In 2009, at the height of the recession, Cullinan and other university presidents took a voluntary pay reduction. The 4.6 percent decrease brought her $185,460 salary down to $176,928.
In 2010, her original salary of $185,460 was reinstated.
Then, Cullinan was the lowest paid university president in the system. Now, her salary is fifth highest of the seven presidents.
The other university presidents' salaries are now $623,385 for Oregon State's Edward Ray; $194,736 for Eastern Oregon's Bob Davies and Western Oregon's Mark Weiss; $540,000 for Portland State's Wim Wiewel; and $210,108 for Oregon Institute of Technology's Christopher Maples.

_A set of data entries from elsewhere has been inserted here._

use async_trait::async_trait;
use bytes::{Bytes, BytesMut};
#[cfg(test)] use mockall::automock;
use std::io;
use tokio::io::{AsyncReadExt, AsyncWriteExt};
use tokio::net::tcp::{OwnedReadHalf, OwnedWriteHalf};
use tokio::net::TcpStream;
use tokio::sync::Mutex;
use tracing::debug;

/// This is an abstraction for the reliable byte-stream transport underneath a
///  connection's stream channel, introduced to facilitate mocking the I/O part away
///  for testing.
///
/// The connection issues at most one read and at most one write at a time, but read and
///  write may be in flight concurrently.
#[cfg_attr(test, automock)]
#[async_trait]
pub trait StreamTransport: Send + Sync + 'static {
    /// Reads the next chunk of bytes off the stream, at most `max_len` of them. An empty
    ///  chunk means the peer closed the stream in an orderly fashion.
    async fn read_chunk(&self, max_len: usize) -> io::Result<Bytes>;

    /// Writes a chunk of bytes to the stream, completely.
    async fn write_chunk(&self, chunk: &[u8]) -> io::Result<()>;

    /// Shuts the stream down. Errors during shutdown are not reported - the connection
    ///  is going away regardless.
    async fn shutdown(&self);
}

/// [StreamTransport] implementation on a TCP stream.
pub struct TcpStreamTransport {
    read_half: Mutex<OwnedReadHalf>,
    write_half: Mutex<OwnedWriteHalf>,
}

impl TcpStreamTransport {
    pub fn new(stream: TcpStream) -> TcpStreamTransport {
        let (read_half, write_half) = stream.into_split();
        TcpStreamTransport {
            read_half: Mutex::new(read_half),
            write_half: Mutex::new(write_half),
        }
    }
}

#[async_trait]
impl StreamTransport for TcpStreamTransport {
    async fn read_chunk(&self, max_len: usize) -> io::Result<Bytes> {
        let mut buf = BytesMut::with_capacity(max_len);
        self.read_half.lock().await
            .read_buf(&mut buf).await?;
        Ok(buf.freeze())
    }

    async fn write_chunk(&self, chunk: &[u8]) -> io::Result<()> {
        self.write_half.lock().await
            .write_all(chunk).await
    }

    async fn shutdown(&self) {
        if let Err(e) = self.write_half.lock().await.shutdown().await {
            debug!("error shutting down TCP stream: {}", e);
        }
    }
}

Newly appointed University of Oregon President Michael Gottfredson, who was hired at an annual salary of $540,000, did not get an increase.
Cullinan was not available for comment, said Jim Beaver, SOU director of interactive marketing and media relations.
The 5 percent increases at OSU and PSU will be made up by the universities themselves and their internal foundations, rather than through OUS dollars, said Di Saunders, OUS director of communications.
The $10,000 longevity adjustment Cullinan received in June was accompanied by a $15,000 similar increase for Ray. With six years under her belt at SOU, and nine years for Ray at OSU, the two are the longest serving presidents in the university system.
"Even with the proposed increases, compensation and salary packages continue to be near or below the median of peers," OUS Chancellor George Pernsteiner advised the board during an Aug. 3 meeting. The board questioned the message presidential salary increases could send during a year of across-the-board tuition increases.